Find the line with "request-delay-ms = 0" and the line with "process-wide browser engine" in the entries below; output exactly those two lines, every line between them, and no others.

→ Stored items:
+++

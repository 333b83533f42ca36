use crate::support::{catalog, catalog_with, detail_url, FakeSite, Frame};
use cardlens::config::{parse_config, DEFAULT_USER_AGENT};
use cardlens::{CardError, CardId, SearchQuery};

const PIKACHU: &str = include_str!("../fixtures/detail_pikachu.html");

#[tokio::test(start_paused = true)]
async fn test_engine_is_shared_until_shutdown() {
    let site = FakeSite::new();
    site.serve(&detail_url("46326", "SV"), vec![Frame::html(PIKACHU)]);
    let catalog = catalog(&site);
    let id = CardId::parse("46326").unwrap();

    assert!(!catalog.session().is_running().await);
    catalog.detail(&id, None).await.unwrap();
    catalog.detail(&id, None).await.unwrap();
    assert!(catalog.session().is_running().await);
    site.activity(|a| {
        assert_eq!(a.launches, 1);
        assert_eq!(a.pages_opened, 2);
    });

    catalog.shutdown().await.unwrap();
    catalog.shutdown().await.unwrap();
    assert!(!catalog.session().is_running().await);
    site.activity(|a| assert_eq!(a.shutdowns, 1));

    catalog.detail(&id, None).await.unwrap();
    site.activity(|a| assert_eq!(a.launches, 2));
}

#[tokio::test(start_paused = true)]
async fn test_launch_failure_is_network_error() {
    let site = FakeSite::new();
    site.fail_launch("Could not auto detect a chrome executable");
    let catalog = catalog(&site);

    let err = catalog
        .search(&SearchQuery::by_name("ピカチュウ"))
        .await
        .unwrap_err();

    assert!(matches!(err, CardError::Network(_)), "{err:?}");
    assert_eq!(err.kind().code(), "NETWORK_ERROR");
    site.activity(|a| assert_eq!(a.pages_opened, 0));
}

#[tokio::test(start_paused = true)]
async fn test_pages_carry_configured_user_agent() {
    let site = FakeSite::new();
    site.serve(&detail_url("46326", "SV"), vec![Frame::html(PIKACHU)]);
    let id = CardId::parse("46326").unwrap();

    catalog(&site).detail(&id, None).await.unwrap();

    let config = parse_config(
        r#"
[browser]
user-agent = "cardlens-test/1.0"

[timing]
request-delay-ms = 0
"#,
    )
    .unwrap();
    catalog_with(&site, config).detail(&id, None).await.unwrap();

    let agents = site.activity(|a| a.user_agents.clone());
    assert_eq!(agents, [DEFAULT_USER_AGENT, "cardlens-test/1.0"]);
}
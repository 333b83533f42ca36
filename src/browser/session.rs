//! Lifecycle of the process-wide browser engine

use crate::browser::{BrowserEngine, EngineLauncher, PageHandle};
use crate::navigation::classify_failure;
use crate::CardError;
use std::sync::Arc;
use tokio::sync::Mutex;

/// Owns the single browser engine shared by every request
///
/// The engine is launched lazily by the first [`SessionManager::acquire`]
/// and reused until [`SessionManager::release`] tears it down. Concurrent
/// first callers are serialized on the slot lock, so at most one launch
/// happens.
pub struct SessionManager {
    launcher: Arc<dyn EngineLauncher>,
    user_agent: String,
    engine: Mutex<Option<Arc<dyn BrowserEngine>>>,
}

impl SessionManager {
    /// Creates a manager that launches engines with `launcher` and stamps
    /// `user_agent` on every page it opens
    pub fn new(launcher: Arc<dyn EngineLauncher>, user_agent: impl Into<String>) -> Self {
        Self {
            launcher,
            user_agent: user_agent.into(),
            engine: Mutex::new(None),
        }
    }

    /// Returns the running engine, launching it on first use
    ///
    /// A failed launch is reported as a network-class error and is not
    /// retried here; the next call simply tries again.
    pub async fn acquire(&self) -> Result<Arc<dyn BrowserEngine>, CardError> {
        let mut slot = self.engine.lock().await;

        if let Some(engine) = slot.as_ref() {
            return Ok(Arc::clone(engine));
        }

        tracing::info!("Launching browser engine");
        let engine = self.launcher.launch().await.map_err(|e| {
            tracing::error!("Browser launch failed: {}", e);
            CardError::Network(e.to_string())
        })?;

        *slot = Some(Arc::clone(&engine));
        Ok(engine)
    }

    /// Shuts the engine down and forgets it
    ///
    /// Calling this when nothing is running is a no-op.
    pub async fn release(&self) -> Result<(), CardError> {
        let engine = self.engine.lock().await.take();

        match engine {
            Some(engine) => {
                tracing::info!("Shutting down browser engine");
                engine
                    .shutdown()
                    .await
                    .map_err(|e| CardError::Other(e.to_string()))
            }
            None => Ok(()),
        }
    }

    /// Returns true if an engine is currently held
    pub async fn is_running(&self) -> bool {
        self.engine.lock().await.is_some()
    }

    /// Opens a fresh, isolated page with the configured user-agent applied
    pub async fn new_page_context(&self) -> Result<Box<dyn PageHandle>, CardError> {
        let engine = self.acquire().await?;

        let page = engine
            .new_page()
            .await
            .map_err(|e| classify_failure(e.message()))?;

        if let Err(e) = page.set_user_agent(&self.user_agent).await {
            if let Err(close_err) = page.close().await {
                tracing::warn!("Failed to close page after setup error: {}", close_err);
            }
            return Err(classify_failure(e.message()));
        }

        Ok(page)
    }
}
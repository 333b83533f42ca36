//! In-process stand-in for a browser
//!
//! A [`FakeSite`] maps URLs to scripted responses. Each response is a
//! sequence of frames: navigation shows the first one and every later
//! `content()` call advances to the next, staying on the last. This is
//! enough to model client-side rendering that fills in over time.

use async_trait::async_trait;
use cardlens::browser::{
    scripts, BrowserEngine, BrowserError, BrowserResult, EngineLauncher, PageHandle,
};
use cardlens::config::Config;
use cardlens::Catalog;
use serde_json::{json, Value};
use std::collections::HashMap;
use std::path::Path;
use std::sync::{Arc, Mutex};

/// One rendering state of a page
#[derive(Clone)]
pub struct Frame {
    pub html: String,
    /// Value returned for the embedded state script
    pub state: Value,
}

impl Frame {
    pub fn html(html: &str) -> Self {
        Self {
            html: html.to_string(),
            state: Value::Null,
        }
    }

    pub fn with_state(mut self, state: Value) -> Self {
        self.state = state;
        self
    }
}

#[derive(Clone)]
pub enum Response {
    Frames(Vec<Frame>),
    /// Navigation fails with this message
    Fail(String),
    /// Navigation never completes
    Hang,
}

/// What the fake browser was asked to do
#[derive(Default)]
pub struct Activity {
    pub launches: usize,
    pub shutdowns: usize,
    pub pages_opened: usize,
    pub pages_closed: usize,
    pub visited: Vec<String>,
    pub user_agents: Vec<String>,
    /// Scripts other than the embedded state read
    pub scripts: Vec<String>,
}

#[derive(Default)]
pub struct FakeSite {
    routes: Mutex<HashMap<String, Response>>,
    launch_failure: Mutex<Option<String>>,
    activity: Mutex<Activity>,
}

impl FakeSite {
    pub fn new() -> Arc<Self> {
        Arc::new(Self::default())
    }

    pub fn route(&self, url: &str, response: Response) {
        self.routes.lock().unwrap().insert(url.to_string(), response);
    }

    pub fn serve(&self, url: &str, frames: Vec<Frame>) {
        self.route(url, Response::Frames(frames));
    }

    pub fn fail_launch(&self, message: &str) {
        *self.launch_failure.lock().unwrap() = Some(message.to_string());
    }

    pub fn activity<T>(&self, read: impl FnOnce(&Activity) -> T) -> T {
        read(&self.activity.lock().unwrap())
    }

    fn record(&self, update: impl FnOnce(&mut Activity)) {
        update(&mut self.activity.lock().unwrap());
    }
}

pub struct FakeLauncher {
    site: Arc<FakeSite>,
}

impl FakeLauncher {
    pub fn new(site: Arc<FakeSite>) -> Arc<Self> {
        Arc::new(Self { site })
    }
}

#[async_trait]
impl EngineLauncher for FakeLauncher {
    async fn launch(&self) -> BrowserResult<Arc<dyn BrowserEngine>> {
        if let Some(message) = self.site.launch_failure.lock().unwrap().clone() {
            return Err(BrowserError::Launch(message));
        }
        self.site.record(|a| a.launches += 1);
        Ok(Arc::new(FakeEngine {
            site: Arc::clone(&self.site),
        }))
    }
}

struct FakeEngine {
    site: Arc<FakeSite>,
}

#[async_trait]
impl BrowserEngine for FakeEngine {
    async fn new_page(&self) -> BrowserResult<Box<dyn PageHandle>> {
        self.site.record(|a| a.pages_opened += 1);
        Ok(Box::new(FakePage {
            site: Arc::clone(&self.site),
            view: Mutex::new(View::default()),
        }))
    }

    async fn shutdown(&self) -> BrowserResult<()> {
        self.site.record(|a| a.shutdowns += 1);
        Ok(())
    }
}

#[derive(Default)]
struct View {
    url: String,
    frames: Vec<Frame>,
    current: usize,
    served: bool,
}

impl View {
    fn frame(&self) -> Option<&Frame> {
        self.frames.get(self.current)
    }
}

struct FakePage {
    site: Arc<FakeSite>,
    view: Mutex<View>,
}

#[async_trait]
impl PageHandle for FakePage {
    async fn set_user_agent(&self, user_agent: &str) -> BrowserResult<()> {
        self.site.record(|a| a.user_agents.push(user_agent.to_string()));
        Ok(())
    }

    async fn goto(&self, url: &str) -> BrowserResult<()> {
        self.site.record(|a| a.visited.push(url.to_string()));
        let response = self.site.routes.lock().unwrap().get(url).cloned();

        match response {
            Some(Response::Frames(frames)) => {
                *self.view.lock().unwrap() = View {
                    url: url.to_string(),
                    frames,
                    current: 0,
                    served: false,
                };
                Ok(())
            }
            Some(Response::Fail(message)) => Err(BrowserError::Navigation(message)),
            Some(Response::Hang) => std::future::pending().await,
            None => Err(BrowserError::Navigation(format!(
                "net::ERR_NAME_NOT_RESOLVED at {}",
                url
            ))),
        }
    }

    async fn title(&self) -> BrowserResult<String> {
        let view = self.view.lock().unwrap();
        let html = view.frame().map(|f| f.html.as_str()).unwrap_or_default();
        Ok(title_of(html))
    }

    async fn url(&self) -> BrowserResult<String> {
        Ok(self.view.lock().unwrap().url.clone())
    }

    async fn content(&self) -> BrowserResult<String> {
        let mut view = self.view.lock().unwrap();
        if view.served && view.current + 1 < view.frames.len() {
            view.current += 1;
        }
        view.served = true;
        Ok(view.frame().map(|f| f.html.clone()).unwrap_or_default())
    }

    async fn evaluate(&self, script: &str) -> BrowserResult<Value> {
        if script == scripts::STRUCTURED_STATE {
            let view = self.view.lock().unwrap();
            return Ok(view.frame().map(|f| f.state.clone()).unwrap_or(Value::Null));
        }

        self.site.record(|a| a.scripts.push(script.to_string()));
        if script == scripts::PAGE_DIAGNOSTICS {
            let url = self.view.lock().unwrap().url.clone();
            return Ok(json!({ "url": url, "hasState": false }));
        }
        Ok(Value::Bool(true))
    }

    async fn screenshot(&self, path: &Path) -> BrowserResult<()> {
        std::fs::write(path, b"\x89PNG").map_err(|e| BrowserError::Protocol(e.to_string()))
    }

    async fn close(self: Box<Self>) -> BrowserResult<()> {
        self.site.record(|a| a.pages_closed += 1);
        Ok(())
    }
}

fn title_of(html: &str) -> String {
    let Some(start) = html.find("<title>") else {
        return String::new();
    };
    let rest = &html[start + "<title>".len()..];
    rest.find("</title>")
        .map(|end| rest[..end].trim().to_string())
        .unwrap_or_default()
}

/// A catalog over `site` with the default configuration
pub fn catalog(site: &Arc<FakeSite>) -> Catalog {
    catalog_with(site, Config::default())
}

pub fn catalog_with(site: &Arc<FakeSite>, config: Config) -> Catalog {
    Catalog::new(config, FakeLauncher::new(Arc::clone(site)))
}

pub const SEARCH_URL: &str = "https://www.pokemon-card.com/card-search/";

pub fn detail_url(card_id: &str, regulation: &str) -> String {
    let mut url = format!(
        "https://www.pokemon-card.com/card-search/details.php/card/{}/",
        card_id
    );
    if !regulation.is_empty() {
        url.push_str(&format!("regu/{}/", regulation));
    }
    url
}
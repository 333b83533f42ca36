use super::{capture, close_page, Catalog};
use crate::browser::{scripts, PageHandle};
use crate::extract::{extract_summaries, plan_form, PageSnapshot};
use crate::model::{CardSummary, SearchQuery};
use crate::navigation::poll_until;
use crate::{CardError, Result};
use serde_json::Value;

impl Catalog {
    /// Searches the catalog
    ///
    /// Loads the search page, enters the query through the page's form and
    /// polls until results render. An empty list means nothing matched (or
    /// nothing rendered in time); a missing search page is reported the same
    /// way rather than as `NotFound`.
    ///
    /// # Returns
    ///
    /// * `Ok(Vec<CardSummary>)` - Matching cards, possibly none
    /// * `Err(CardError::Timeout)` - The search page did not load in time
    /// * `Err(CardError::Network)` - The browser could not be started or reached the site
    /// * `Err(CardError::Other)` - Any other browser failure
    pub async fn search(&self, query: &SearchQuery) -> Result<Vec<CardSummary>> {
        tracing::info!("Searching catalog for {:?}", query);

        let page = self.session.new_page_context().await?;
        let result = self.search_on(page.as_ref(), query).await;
        close_page(page).await;

        match &result {
            Ok(cards) => tracing::info!("Search returned {} cards", cards.len()),
            Err(e) => tracing::warn!("Search failed: {}", e),
        }
        result
    }

    async fn search_on(&self, page: &dyn PageHandle, query: &SearchQuery) -> Result<Vec<CardSummary>> {
        let url = self.config.site.search_url();
        let timeout = self.config.timing.navigation_timeout();

        match self.navigator.navigate(page, &url, timeout).await {
            Ok(()) => {}
            Err(CardError::NotFound { resource }) => {
                tracing::warn!("Search page {} reported not found", resource);
                return Ok(Vec::new());
            }
            Err(e) => return Err(e),
        }

        let form_page = self.wait_for_content(page).await?;
        self.submit_query(page, &form_page, query).await;

        match self.poll_results(page).await {
            Some(cards) => Ok(cards),
            None => {
                self.report_empty(page).await;
                Ok(Vec::new())
            }
        }
    }

    /// Fills in and submits the search form
    ///
    /// Failures are logged and otherwise ignored; the results poll that
    /// follows decides what the search returns.
    async fn submit_query(&self, page: &dyn PageHandle, form_page: &PageSnapshot, query: &SearchQuery) {
        let actions = plan_form(&form_page.document(), query);
        if actions.is_empty() {
            tracing::debug!("Nothing to enter into the search form");
            return;
        }

        for action in &actions {
            match page.evaluate(&action.script()).await {
                Ok(Value::Bool(false)) | Ok(Value::Null) => {
                    tracing::warn!("Form action had no effect: {:?}", action)
                }
                Ok(_) => tracing::debug!("Form action applied: {:?}", action),
                Err(e) => tracing::warn!("Form action {:?} failed: {}", action, e),
            }
        }
    }

    /// Throttles, then polls until the page yields at least one result
    async fn poll_results(&self, page: &dyn PageHandle) -> Option<Vec<CardSummary>> {
        self.navigator.limiter().throttle().await;

        let site = &self.config.site;
        let timing = &self.config.timing;
        let outcome = poll_until(timing.poll_interval(), timing.poll_attempts, || async move {
            let snapshot = capture(page).await.ok()?;
            let cards = extract_summaries(&snapshot.document(), site);
            (!cards.is_empty()).then_some(cards)
        })
        .await;

        tracing::debug!("Result polling finished after {} attempts", outcome.attempts());
        outcome.into_option()
    }

    /// Logs what the page looked like when no results were found and, if
    /// configured, saves a screenshot
    async fn report_empty(&self, page: &dyn PageHandle) {
        match page.evaluate(scripts::PAGE_DIAGNOSTICS).await {
            Ok(info) => tracing::debug!("No results; page diagnostics: {}", info),
            Err(e) => tracing::debug!("No results; diagnostics unavailable: {}", e),
        }

        if let Some(path) = &self.config.diagnostics.screenshot_on_empty {
            match page.screenshot(path).await {
                Ok(()) => tracing::info!("Saved empty-result screenshot to {}", path.display()),
                Err(e) => tracing::warn!("Failed to save screenshot to {}: {}", path.display(), e),
            }
        }
    }
}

+++

→ Reply to the task:
request-delay-ms = 0
"#,
    )
    .unwrap();
    catalog_with(&site, config).detail(&id, None).await.unwrap();

    let agents = site.activity(|a| a.user_agents.clone());
    assert_eq!(agents, [DEFAULT_USER_AGENT, "cardlens-test/1.0"]);
}
repository 333b83533f42ca36
filename src/browser/session.rs
//! Lifecycle of the process-wide browser engine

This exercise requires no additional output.